If you work for an animal welfare organization and find yourself having to defend your salary, you may want to consider the following talking points.

 

Animal nonprofits can’t rely solely on volunteers

Meaningful change  – the kind we want to see occur for animals – doesn’t happen quickly, nor by accident. If you’ve ever witnessed a bill as it moves through the legislative process, you know what I mean. Whether working with legislators to create  animal-friendly bills, setting up education programs for the public, or attempting to woo donors into giving money to your cause, change takes time . . . sometimes even years, and decades.

Some argue that charities should be able to rely solely on volunteers to perform all these tasks. Don’t get me wrong . . . volunteers are crucial to the success of many organizations. They can be a lifeline to nonprofits, offering services that some groups (especially those with few resources) may not otherwise be able to afford.

The truth is, few volunteers can make the time commitment required to make sweeping changes. Because people have obligations, most charities would be hard-pressed to find volunteers willing to work 40 hours (and often many more) per week, and perform the most trivial of duties. Paychecks motivate people to go to work on a regular basis – and that’s not a bad thing.

Creating meaningful change also requires being able to attract people who possess specific skills. If a group wants to create animal-friendly policy, for instance, they’ll likely need a cadre of experts – researchers, policy experts, lawyers, scientists, or others versed on the topic.
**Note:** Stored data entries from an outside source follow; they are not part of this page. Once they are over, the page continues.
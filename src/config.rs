// SPDX-License-Identifier: MIT

//! Engine configuration
//!
//! Options are plain serde structs so they can live next to workflow
//! definitions in YAML, e.g.
//!
//! ```yaml
//! parser:
//!   max_depth: 32
//! default_result: true
//! ```

use serde::{Deserialize, Serialize};
use std::fs;
use std::path::Path;

use crate::error::ConfigError;

pub const DEFAULT_MAX_DEPTH: usize = 64;

fn default_max_depth() -> usize {
    DEFAULT_MAX_DEPTH
}

/// Options honored by the parser
#[derive(Debug, Clone, Copy, PartialEq, Eq, Serialize, Deserialize)]
pub struct ParserOptions {
    /// Maximum number of nested predicate levels, counting groups and operator switches
    #[serde(default = "default_max_depth")]
    pub max_depth: usize,
}

impl Default for ParserOptions {
    fn default() -> Self {
        Self {
            max_depth: DEFAULT_MAX_DEPTH,
        }
    }
}

/// Options for an [`Engine`](crate::criteria::Engine)
#[derive(Debug, Clone, Copy, PartialEq, Eq, Default, Serialize, Deserialize)]
pub struct EngineOptions {
    #[serde(default)]
    pub parser: ParserOptions,

    /// Result of an empty expression
    #[serde(default)]
    pub default_result: bool,
}

impl EngineOptions {
    /// Load options from a YAML or JSON file, chosen by extension
    pub fn load<P: AsRef<Path>>(path: P) -> Result<Self, ConfigError> {
        let path = path.as_ref();
        let content = fs::read_to_string(path)?;
        let is_json = path
            .extension()
            .map(|ext| ext.eq_ignore_ascii_case("json"))
            .unwrap_or(false);
        if is_json {
            Self::from_json(&content)
        } else {
            Self::from_yaml(&content)
        }
    }

    pub fn from_yaml(content: &str) -> Result<Self, ConfigError> {
        let options: EngineOptions = serde_yaml::from_str(content)?;
        options.validate()
    }

    pub fn from_json(content: &str) -> Result<Self, ConfigError> {
        let options: EngineOptions = serde_json::from_str(content)?;
        options.validate()
    }

    fn validate(self) -> Result<Self, ConfigError> {
        if self.parser.max_depth == 0 {
            return Err(ConfigError::Invalid(
                "parser.max_depth must be at least 1".to_string(),
            ));
        }
        Ok(self)
    }
}
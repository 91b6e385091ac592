// SPDX-License-Identifier: MIT

//! Conditional expressions gating workflow steps
//!
//! This module provides lexing, parsing and evaluation of criteria such as:
//! - `$exitCode = 0`
//! - `$responses[0].Body:/ok/ && $responses[1].StatusCode = 404`
//! - `$counter > 10 || ($retry && $attempts < 3)`

mod ast;
mod criterion;
mod evaluator;
mod lexer;
mod parser;
mod predicate;
mod token;

pub use ast::{CompareOp, Criterion, LogicalOp, Operand, Predicate};
pub use evaluator::{evaluate, Condition, Engine};
pub use lexer::Lexer;
pub use parser::{parse, Parser};
pub use token::{Token, TokenKind};
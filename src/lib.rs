// SPDX-License-Identifier: MIT

//! criteria-rs: conditional-expression engine for workflow automation
//!
//! Expressions are parsed into a [`Predicate`] tree and applied to an
//! [`ExecutionState`]:
//!
//! ```
//! use criteria_rs::{evaluate, ExecutionState};
//!
//! let mut state = ExecutionState::empty();
//! state.put("counter", 21);
//! assert!(evaluate(&state, "$counter > 10", "gate", false).unwrap());
//! ```

pub mod config;
pub mod criteria;
pub mod error;
pub mod matcher;
pub mod state;

pub use config::{EngineOptions, ParserOptions};
pub use criteria::{
    evaluate, parse, CompareOp, Condition, Criterion, Engine, LogicalOp, Operand, Parser,
    Predicate,
};
pub use error::{CriteriaError, EvalError, EvaluationError, LexError, MatchError, ParseError};
pub use matcher::{Matcher, StructuralMatcher};
pub use state::{ExecutionState, State};
// SPDX-License-Identifier: MIT

//! Predicate evaluation

use super::ast::{LogicalOp, Predicate};
use crate::error::CriteriaError;
use crate::matcher::{Matcher, StructuralMatcher};
use crate::state::State;

impl Predicate {
    /// Evaluate against `state`; an empty predicate is `false`
    pub fn apply(&self, state: &dyn State) -> Result<bool, CriteriaError> {
        self.apply_or(state, false)
    }

    /// Evaluate against `state`; an empty predicate yields `default`
    pub fn apply_or(&self, state: &dyn State, default: bool) -> Result<bool, CriteriaError> {
        if self.is_empty() {
            return Ok(default);
        }
        self.apply_with(state, &StructuralMatcher)
    }

    /// Reduce children left to right.
    ///
    /// The first deciding child (`false` under `&&`, `true` under `||`) fixes
    /// the result, but every child is still applied so that an error anywhere
    /// in the list is returned rather than hidden behind the short-circuit.
    pub fn apply_with(&self, state: &dyn State, matcher: &dyn Matcher) -> Result<bool, CriteriaError> {
        let operator = match (self.operator, self.criteria.as_slice()) {
            (_, []) => return Ok(false),
            (None, [only]) => return only.apply_with(state, matcher),
            (None, _) => LogicalOp::And,
            (Some(op), _) => op,
        };
        let deciding = operator == LogicalOp::Or;

        let mut decided = false;
        for criterion in &self.criteria {
            let value = criterion.apply_with(state, matcher)?;
            if value == deciding {
                decided = true;
            }
        }
        let result = if decided { deciding } else { !deciding };
        log::trace!("predicate {} -> {}", self, result);
        Ok(result)
    }
}
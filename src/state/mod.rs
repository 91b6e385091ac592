// SPDX-License-Identifier: MIT

//! Execution state for criteria evaluation
//!
//! This module provides:
//! - `State` - the interpolation contract the evaluator consumes
//! - `ExecutionState` - a path-addressable store implementing it
//! - built-in functions callable as `$Fn(args)` from expressions

mod expand;
mod store;
pub mod udf;

pub use store::ExecutionState;
pub use udf::Function;

use serde_json::Value;

/// Interpolation capability the evaluator needs from a state container.
///
/// `$`-prefixed references are resolved against the state; text without
/// references comes back unchanged.
pub trait State {
    /// Expand references, keeping the JSON type when `text` is a single reference
    fn expand(&self, text: &str) -> Value;

    /// Expand references and render the result as text
    fn expand_as_text(&self, text: &str) -> String {
        value_to_text(&self.expand(text))
    }
}

/// Text form of a value: strings raw, null empty, everything else as JSON
pub fn value_to_text(value: &Value) -> String {
    match value {
        Value::String(s) => s.clone(),
        Value::Null => String::new(),
        other => other.to_string(),
    }
}
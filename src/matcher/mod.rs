// SPDX-License-Identifier: MIT

//! Structural matching for `=`, `:` and `!=` criteria
//!
//! The matcher compares an expected value against an actual one and counts
//! mismatches. Scalars on the expected side may carry directives (regular
//! expressions, ranges, sets, negation); objects and arrays are compared
//! recursively, with extra keys on the actual side ignored.

mod directive;

pub use directive::Directive;
pub(crate) use directive::as_number;

use serde_json::Value;
use std::fmt;

use crate::error::MatchError;
use crate::state::value_to_text;

/// Deep-equality oracle backing the equality operators
pub trait Matcher {
    /// Number of mismatches between `expected` and `actual`
    fn assert_equals(&self, expected: &Value, actual: &Value) -> Result<usize, MatchError>;
}

/// A single failed check
#[derive(Debug, Clone, PartialEq)]
pub struct Mismatch {
    /// Location in the actual value, e.g. `/responses/0/Body`
    pub path: String,
    pub expected: Value,
    pub actual: Value,
    pub reason: MismatchReason,
}

#[derive(Debug, Clone, Copy, PartialEq, Eq)]
pub enum MismatchReason {
    NotEqual,
    MissingKey,
    LengthDiffers,
    TypeDiffers,
}

impl fmt::Display for Mismatch {
    fn fmt(&self, f: &mut fmt::Formatter<'_>) -> fmt::Result {
        let reason = match self.reason {
            MismatchReason::NotEqual => "not equal",
            MismatchReason::MissingKey => "missing key",
            MismatchReason::LengthDiffers => "length differs",
            MismatchReason::TypeDiffers => "type differs",
        };
        write!(
            f,
            "{} at {}: expected {}, actual {}",
            reason, self.path, self.expected, self.actual
        )
    }
}

/// Default matcher with directive support and recursive comparison
#[derive(Debug, Clone, Copy, Default)]
pub struct StructuralMatcher;

impl StructuralMatcher {
    pub fn new() -> Self {
        Self
    }

    /// Collect every mismatch between `expected` and `actual`
    pub fn assert_values(
        &self,
        expected: &Value,
        actual: &Value,
    ) -> Result<Vec<Mismatch>, MatchError> {
        let mut mismatches = vec![];
        check("/", expected, actual, &mut mismatches)?;
        Ok(mismatches)
    }
}

impl Matcher for StructuralMatcher {
    fn assert_equals(&self, expected: &Value, actual: &Value) -> Result<usize, MatchError> {
        self.assert_values(expected, actual).map(|m| m.len())
    }
}

fn child_path(path: &str, key: &str) -> String {
    if path == "/" {
        format!("/{}", key)
    } else {
        format!("{}/{}", path, key)
    }
}

/// Decode JSON text when the other side is structured
fn decode_if_structured(text: &str) -> Option<Value> {
    let trimmed = text.trim();
    if !(trimmed.starts_with('{') || trimmed.starts_with('[')) {
        return None;
    }
    serde_json::from_str(trimmed).ok()
}

fn mismatch(
    path: &str,
    expected: &Value,
    actual: &Value,
    reason: MismatchReason,
    out: &mut Vec<Mismatch>,
) {
    out.push(Mismatch {
        path: path.to_string(),
        expected: expected.clone(),
        actual: actual.clone(),
        reason,
    });
}

fn check(
    path: &str,
    expected: &Value,
    actual: &Value,
    out: &mut Vec<Mismatch>,
) -> Result<(), MatchError> {
    match (expected, actual) {
        (Value::String(text), Value::Object(_) | Value::Array(_)) => {
            match decode_if_structured(text) {
                Some(decoded) => check(path, &decoded, actual, out),
                None => scalar(path, text, expected, actual, out),
            }
        }
        (Value::Object(_) | Value::Array(_), Value::String(text)) => {
            match decode_if_structured(text) {
                Some(decoded) => check(path, expected, &decoded, out),
                None => {
                    mismatch(path, expected, actual, MismatchReason::TypeDiffers, out);
                    Ok(())
                }
            }
        }
        (Value::String(text), Value::String(actual_text)) => {
            match (decode_if_structured(text), decode_if_structured(actual_text)) {
                (Some(decoded), Some(actual_decoded)) => check(path, &decoded, &actual_decoded, out),
                _ => scalar(path, text, expected, actual, out),
            }
        }
        (Value::String(text), _) => scalar(path, text, expected, actual, out),
        (Value::Object(expected_map), Value::Object(actual_map)) => {
            for (key, expected_value) in expected_map {
                let key_path = child_path(path, key);
                match actual_map.get(key) {
                    Some(actual_value) => check(&key_path, expected_value, actual_value, out)?,
                    None => mismatch(
                        &key_path,
                        expected_value,
                        &Value::Null,
                        MismatchReason::MissingKey,
                        out,
                    ),
                }
            }
            Ok(())
        }
        (Value::Array(expected_items), Value::Array(actual_items)) => {
            if expected_items.len() != actual_items.len() {
                mismatch(path, expected, actual, MismatchReason::LengthDiffers, out);
                return Ok(());
            }
            for (i, (e, a)) in expected_items.iter().zip(actual_items).enumerate() {
                check(&child_path(path, &i.to_string()), e, a, out)?;
            }
            Ok(())
        }
        (Value::Object(_) | Value::Array(_), _) => {
            mismatch(path, expected, actual, MismatchReason::TypeDiffers, out);
            Ok(())
        }
        (Value::Number(_), _) => {
            let equal = match (as_number(expected), as_number(actual)) {
                (Some(e), Some(a)) => e == a,
                _ => false,
            };
            if !equal {
                mismatch(path, expected, actual, MismatchReason::NotEqual, out);
            }
            Ok(())
        }
        (Value::Bool(_) | Value::Null, _) => {
            let equal = expected == actual || value_to_text(expected) == value_to_text(actual);
            if !equal {
                mismatch(path, expected, actual, MismatchReason::NotEqual, out);
            }
            Ok(())
        }
    }
}

fn scalar(
    path: &str,
    text: &str,
    expected: &Value,
    actual: &Value,
    out: &mut Vec<Mismatch>,
) -> Result<(), MatchError> {
    let directive = Directive::parse(text, path)?;
    if !directive.matches(actual) {
        mismatch(path, expected, actual, MismatchReason::NotEqual, out);
    }
    Ok(())
}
Each of these professionals has likely received specialized training and will spend hours upon hours working collaboratively towards the desired goal.  And they have bills to pay, too.

 

You’ve chosen to earn less than your business counterparts

I don’t know of anyone who gets into animal charity work for the money. It’s no secret that nonprofits, especially the smaller ones, typically pay less than their for-profit counterparts.

For instance, according to an article on The Law Dictionary, the starting salary for corporate lawyers is about $125,000 or more per year. Lawyers who choose to work for nonprofits, however, can expect to start at about $50,000 to $75,000 a year.

The 2014 CEO Compensation Study by Charity Navigator shows that the 2012 median salary of a CEO working for an animal charity was $105,865. Compare that with what a corporate CEO can earn. After added perks such as stock options and profit sharing (which nonprofit workers can’t enjoy), those compensation packages can translate to millions per year.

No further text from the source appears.